Essien remembers his own experience: “You get a headache, feverish, you know? Hot and cold. One minute you think you’re fine, and the next minute it comes back again.” Sometimes, he says, describing the classically episodic fevers associated with P. falciparum infection, he’d feel well enough in the daytime to go out and play, but as night fell, the chills and aches would be back again.

His mother was already a veteran of the malaria bedside when Michael came along. “First, my mum will, you know, treat it. With some tablets. If that doesn’t work, then she would take me to the hospital, to get injections.”

Essien lives in Denmark now, out of reach of Anopheles mosquitoes and their parasitic cargo. We’ve arranged to meet in a very lived-in AirBnB in a suburban town called Farum, flat and grassy as an institutional campus, which, not expecting many tourists, boasts zero hotels. But FC Nordsjaelland train here, and Essien has found a new home on their coaching staff. Besides, he says – he likes it here, near the fields: “I’m a country boy.”

He hasn’t left his first home behind. He goes back to Awutu Breku regularly, he says, to see old friends: “to joke around, to have a few drinks with them, so they can feel part of you. Those are the ones who knew you when you were very young, so you don’t forget them,” he says. With the new malaria vaccine on his mind, his thoughts flick to their children. “Obviously, my old friends, they are parents now, and they are still worried with this disease.”

Malaria continues to present a nearly perennial threat in Ghana’s Central Region, causing several million cases and many thousand deaths across the country each year. The future, however, looks significantly brighter. Pilot RTS,S vaccination campaigns, launched in 2019 in Ghana, Kenya and Malawi, have shown reductions not only in the numbers of clinical cases, but also in the severity of symptoms. This month, Gavi’s board took the decision to fund the vaccine for widespread distribution across sub-Saharan Africa.

“We’ve been fighting malaria for many, many years.

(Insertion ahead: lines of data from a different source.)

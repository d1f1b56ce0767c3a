use std::sync::Arc;

use axum::{
    Json, Router,
    extract::{Query, State},
    response::IntoResponse,
    routing::get,
};

use crate::auth::AuthUser;
use crate::server::AppState;
use crate::server::dto::{HomeContentDto, HomeContentRequest, HomeQuery};
use crate::server::extract::JsonBody;
use crate::server::response::{ApiError, ApiResponse, StoreResultExt};
use crate::server::validation::{optional_text, required};
use crate::types::{Capability, HomeContent, HomeRole};

pub fn home_router() -> Router<Arc<AppState>> {
    Router::new().route("/content", get(get_content).post(save_content))
}

/// Built-in landing text used until an admin stores one.
#[must_use]
pub fn default_content(role: HomeRole) -> (&'static str, &'static str) {
    match role {
        HomeRole::Public => (
            "Simulasi & Pendaftaran SNBP Sekolah",
            "Portal internal sekolah untuk mengelola nilai rapor, verifikasi Guru BK & Kepala Sekolah, hingga pemilihan universitas dan pengecekan hasil seleksi SNBP.",
        ),
        HomeRole::Siswa => (
            "Beranda Siswa SNBP",
            "Pantau kelengkapan profil, nilai rapor, dan status pendaftaran SNBP Anda di sini.",
        ),
        HomeRole::GuruBk => (
            "Beranda Guru BK",
            "Kelola verifikasi nilai rapor dan kelayakan siswa untuk mengikuti SNBP.",
        ),
        HomeRole::KepalaSekolah => (
            "Beranda Kepala Sekolah",
            "Tinjau dan sahkan kelayakan siswa serta pendaftaran universitas untuk SNBP.",
        ),
        HomeRole::Admin => (
            "Beranda Admin SNBP Sekolah",
            "Monitor data pendaftaran, proses seleksi, dan atur tampilan informasi portal.",
        ),
    }
}

fn to_dto(content: HomeContent) -> HomeContentDto {
    HomeContentDto {
        role: content.role.to_string(),
        title: content.title,
        subtitle: content.subtitle.unwrap_or_default(),
    }
}

async fn get_content(
    State(state): State<Arc<AppState>>,
    Query(query): Query<HomeQuery>,
) -> Result<impl IntoResponse, ApiError> {
    // Unknown roles fall back to the public text.
    let role = query
        .role
        .as_deref()
        .and_then(HomeRole::parse)
        .unwrap_or(HomeRole::Public);

    let stored = state
        .store
        .get_home_content(role)
        .api_err("Failed to get home content")?;

    let dto = match stored {
        Some(content) => to_dto(content),
        None => {
            let (title, subtitle) = default_content(role);
            HomeContentDto {
                role: role.to_string(),
                title: title.to_string(),
                subtitle: subtitle.to_string(),
            }
        }
    };
    Ok(Json(ApiResponse::success(dto)))
}

async fn save_content(
    auth: AuthUser,
    State(state): State<Arc<AppState>>,
    JsonBody(req): JsonBody<HomeContentRequest>,
) -> Result<impl IntoResponse, ApiError> {
    auth.require(Capability::MANAGE_HOME_CONTENT)?;

    let raw_role = required(req.role, "role")?;
    let role = HomeRole::parse(&raw_role).ok_or_else(|| {
        let names: Vec<&str> = HomeRole::ALL.iter().map(|r| r.as_str()).collect();
        ApiError::bad_request(format!("role must be one of {}", names.join(", ")))
    })?;
    let title = required(req.title, "title")?;

    let content = HomeContent {
        role,
        title,
        subtitle: optional_text(req.subtitle),
    };
    state
        .store
        .upsert_home_content(&content)
        .api_err("Failed to save home content")?;

    Ok(Json(ApiResponse::with_message(
        to_dto(content),
        "Home content saved",
    )))
}
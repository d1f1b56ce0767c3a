mod common;

use axum::http::StatusCode;
use serde_json::json;

use common::TestApp;
use snbp::store::Store;
use snbp::types::{Program, Role};

#[tokio::test]
async fn home_content_defaults() {
    let app = TestApp::new();

    let (status, body) = app.get("/home/content", None).await;
    assert_eq!(status, StatusCode::OK);
    assert_eq!(body["data"]["role"], "PUBLIC");
    assert_eq!(body["data"]["title"], "Simulasi & Pendaftaran SNBP Sekolah");

    let (_, body) = app.get("/home/content?role=guru_bk", None).await;
    assert_eq!(body["data"]["role"], "GURU_BK");
    assert_eq!(body["data"]["title"], "Beranda Guru BK");

    let (_, body) = app.get("/home/content?role=KEPALA", None).await;
    assert_eq!(body["data"]["role"], "PUBLIC");
}

#[tokio::test]
async fn admin_updates_home_content() {
    let app = TestApp::new();
    let admin = app.staff("admin@sekolah.sch.id", Role::Admin).await;
    let student = app.student("siswa@sekolah.sch.id").await;

    let (status, _) = app
        .post(
            "/home/content",
            Some(&student),
            json!({"role": "SISWA", "title": "Halo"}),
        )
        .await;
    assert_eq!(status, StatusCode::FORBIDDEN);

    let (status, body) = app
        .post(
            "/home/content",
            Some(&admin),
            json!({"role": "GURU", "title": "Halo"}),
        )
        .await;
    assert_eq!(status, StatusCode::BAD_REQUEST);
    assert!(body["message"].as_str().unwrap().contains("KEPALA_SEKOLAH"));

    let (status, _) = app
        .post("/home/content", Some(&admin), json!({"role": "SISWA"}))
        .await;
    assert_eq!(status, StatusCode::BAD_REQUEST);

    let (status, body) = app
        .post(
            "/home/content",
            Some(&admin),
            json!({"role": "siswa", "title": "Selamat datang", "subtitle": "Semangat!"}),
        )
        .await;
    assert_eq!(status, StatusCode::OK);
    assert_eq!(
        body["data"],
        json!({"role": "SISWA", "title": "Selamat datang", "subtitle": "Semangat!"})
    );

    let (_, body) = app.get("/home/content?role=SISWA", None).await;
    assert_eq!(body["data"]["title"], "Selamat datang");

    // Upsert replaces; a missing subtitle becomes empty.
    app.post(
        "/home/content",
        Some(&admin),
        json!({"role": "SISWA", "title": "Baru"}),
    )
    .await;
    let (_, body) = app.get("/home/content?role=siswa", None).await;
    assert_eq!(
        body["data"],
        json!({"role": "SISWA", "title": "Baru", "subtitle": ""})
    );

    // Other roles keep their defaults.
    let (_, body) = app.get("/home/content?role=ADMIN", None).await;
    assert_eq!(body["data"]["title"], "Beranda Admin SNBP Sekolah");
}

#[tokio::test]
async fn universities_and_programs() {
    let app = TestApp::new();
    for (university, name) in [
        ("Universitas Indonesia", "Kedokteran"),
        ("Universitas Indonesia", "Hukum"),
        ("Institut Teknologi Bandung", "Informatika"),
    ] {
        app.store
            .upsert_program(&Program {
                name: name.to_string(),
                university_name: university.to_string(),
            })
            .unwrap();
    }

    let (status, body) = app.get("/universitas", None).await;
    assert_eq!(status, StatusCode::OK);
    assert_eq!(
        body["data"],
        json!(["Institut Teknologi Bandung", "Universitas Indonesia"])
    );

    let (_, body) = app
        .get("/universitas/prodi?universitas=Universitas%20Indonesia", None)
        .await;
    assert_eq!(
        body["data"],
        json!([
            {"prodi": "Hukum", "universitas": "Universitas Indonesia"},
            {"prodi": "Kedokteran", "universitas": "Universitas Indonesia"},
        ])
    );

    let (_, body) = app.get("/universitas/prodi", None).await;
    assert_eq!(body["data"].as_array().unwrap().len(), 3);
}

Mosquito nets, coils, creams – now this vaccine is coming on top of that, I think it’s very good news,” Essien says.

But new vaccines, as he knows from recent experience, can rattle nerves. “We have to put trust in the science,” he urges. “They’ve done their research and their trials. They know it’s very safe.” He gestures at his own emphatically robust person: “Like, I’m sitting here now fully vaccinated against the COVID.”

“Of course, yes, I would encourage and advise [my friends] to take these malaria vaccines to protect their younger ones,” he adds. “I’m looking forward to seeing many children grow healthy, so they can have a good life, a good education. So their family will not worry too much.”